What is needed » Scan the listing below for the string "failed" and copy each line where it turns up.

= Beginning of Section =

//! facegauge - face size and camera distance from live video
//!
//! This binary:
//! 1. Loads layered configuration (defaults, config file, env, flags)
//! 2. Loads the face detector model once
//! 3. Opens the frame source and the display
//! 4. Runs the measurement loop until `q`, Ctrl-C, or the source ends

use anyhow::{Context, Result};
use clap::Parser;
use std::path::PathBuf;
use std::sync::atomic::{AtomicBool, Ordering};
use std::sync::Arc;

use facegauge::config::ConfigOverrides;
use facegauge::{
    build_detector, open_display, open_source, EndReason, FacegaugeConfig, MeasurementLoop,
};

#[path = "../ui.rs"]
mod ui;

#[derive(Parser, Debug)]
#[command(author, version, about)]
struct Args {
    /// Config file (TOML, or JSON when the name ends in .json).
    #[arg(long, env = "FACEGAUGE_CONFIG")]
    config: Option<PathBuf>,
    /// Video source: camera index, /dev/videoN, stub://name, or an image file or directory.
    #[arg(long)]
    source: Option<String>,
    /// Detector backend (cascade|stub).
    #[arg(long)]
    backend: Option<String>,
    /// Haar cascade model file.
    #[arg(long)]
    cascade: Option<PathBuf>,
    /// Display mode (window|headless).
    #[arg(long)]
    display: Option<String>,
    /// Headless key script, one character per frame, '.' for no key (e.g. "....c...q").
    #[arg(long)]
    keys: Option<String>,
    /// UI mode for stderr progress.
    #[arg(long, value_enum, default_value = "auto", value_name = "MODE")]
    ui: ui::UiMode,
}

fn main() -> Result<()> {
    env_logger::Builder::from_env(env_logger::Env::default().default_filter_or("info")).init();

    let args = Args::parse();
    let ui = ui::Ui::new(args.ui);

    let mut cfg = FacegaugeConfig::load_from(args.config.as_deref())?;
    cfg.apply_overrides(&args.overrides())?;
    cfg.validate()?;
    log::info!(
        "source={} backend={} display={} reference={} {} at {} {}",
        cfg.source.uri,
        cfg.detector.backend,
        cfg.display.mode,
        cfg.reference.known_width,
        cfg.reference.unit,
        cfg.reference.known_distance,
        cfg.reference.unit
    );

    let detector = staged(&ui, "loading face detector", || {
        let mut detector = build_detector(cfg.detector.backend, &cfg.detector.cascade_path)?;
        detector.warm_up()?;
        Ok(detector)
    })?;
    let source = staged(&ui, "opening video source", || {
        open_source(&cfg.source).with_context(|| format!("cannot open source {}", cfg.source.uri))
    })?;
    let display = staged(&ui, "opening display", || {
        open_display(
            cfg.display.mode,
            &cfg.display.window_title,
            args.keys.as_deref(),
        )
    })?;

    let shutdown = Arc::new(AtomicBool::new(false));
    let flag = shutdown.clone();
    ctrlc::set_handler(move || flag.store(true, Ordering::SeqCst))
        .context("failed to install Ctrl-C handler")?;

    println!("Press 'c' to calibrate focal length using a reference face.");
    println!("Press 'q' to quit.");

    let report = MeasurementLoop::new(source, detector, display, cfg.measurement_settings())
        .with_shutdown_flag(shutdown)
        .run()?;

    if report.end == EndReason::SourceEnded {
        log::info!(
            "{} ended after {} frames",
            report.source.uri,
            report.source.frames_captured
        );
    }
    Ok(())
}

impl Args {
    fn overrides(&self) -> ConfigOverrides {
        ConfigOverrides {
            source: self.source.clone(),
            backend: self.backend.clone(),
            cascade_path: self.cascade.clone(),
            display: self.display.clone(),
        }
    }
}

fn staged<T>(ui: &ui::Ui, name: &str, f: impl FnOnce() -> Result<T>) -> Result<T> {
    let stage = ui.stage(name);
    match f() {
        Ok(value) => Ok(value),
        Err(e) => {
            stage.fail();
            Err(e)
        }
    }
}
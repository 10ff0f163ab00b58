mod backend;
mod backends;
mod result;

pub use backend::{DetectionParams, FaceDetector};
#[cfg(feature = "backend-opencv")]
pub use backends::CascadeDetector;
pub use backends::{build_detector, DetectorKind, StubDetector};
pub use result::Region;
//! Still image source.
//!
//! Plays a single image file, or every supported image in a directory sorted
//! by file name, once each. Decoding uses the `image` crate; pixels are
//! reordered to BGR so stills look like camera frames downstream.

use std::path::{Path, PathBuf};

use anyhow::{anyhow, Context};

use super::{CaptureError, FrameSource, SourceStats};
use crate::frame::{Frame, BGR_CHANNELS};

const SUPPORTED_EXTENSIONS: &[&str] = &["jpg", "jpeg", "png"];

pub struct StillSource {
    uri: String,
    paths: Vec<PathBuf>,
    next: usize,
}

impl StillSource {
    pub fn open(uri: &str) -> Result<Self, CaptureError> {
        let path = Path::new(uri);
        let paths = if path.is_dir() {
            let mut paths = Vec::new();
            let entries = std::fs::read_dir(path)
                .with_context(|| format!("failed to read directory {}", path.display()))?;
            for entry in entries {
                let entry = entry.context("failed to read directory entry")?;
                let candidate = entry.path();
                if is_supported(&candidate) {
                    paths.push(candidate);
                }
            }
            paths.sort();
            paths
        } else if path.is_file() {
            vec![path.to_path_buf()]
        } else {
            return Err(CaptureError::Open {
                uri: uri.to_string(),
            });
        };

        if paths.is_empty() {
            return Err(CaptureError::Other(anyhow!(
                "no images ({}) found in {}",
                SUPPORTED_EXTENSIONS.join(", "),
                path.display()
            )));
        }
        log::info!("StillSource: {} image(s) from {}", paths.len(), uri);
        Ok(Self {
            uri: uri.to_string(),
            paths,
            next: 0,
        })
    }

    pub fn image_count(&self) -> usize {
        self.paths.len()
    }
}

impl FrameSource for StillSource {
    fn next_frame(&mut self) -> Result<Frame, CaptureError> {
        let Some(path) = self.paths.get(self.next) else {
            return Err(CaptureError::EndOfStream {
                frames: self.next as u64,
            });
        };
        let image = image::open(path)
            .map_err(|e| CaptureError::Read(format!("{}: {}", path.display(), e)))?
            .to_rgb8();
        let (width, height) = image.dimensions();

        let mut bgr = image.into_raw();
        for px in bgr.chunks_exact_mut(BGR_CHANNELS) {
            px.swap(0, 2);
        }

        self.next += 1;
        log::debug!("StillSource: frame {} from {}", self.next, path.display());
        Ok(Frame::from_bgr(bgr, width, height, self.next as u64)?)
    }

    fn stats(&self) -> SourceStats {
        SourceStats {
            frames_captured: self.next as u64,
            uri: self.uri.clone(),
        }
    }
}

fn is_supported(path: &Path) -> bool {
    path.is_file()
        && path
            .extension()
            .map(|ext| ext.to_string_lossy().to_lowercase())
            .is_some_and(|ext| SUPPORTED_EXTENSIONS.contains(&ext.as_str()))
}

= End of Section =

Completed task »
        .context("failed to install Ctrl-C handler")?;
                .with_context(|| format!("failed to read directory {}", path.display()))?;
                let entry = entry.context("failed to read directory entry")?;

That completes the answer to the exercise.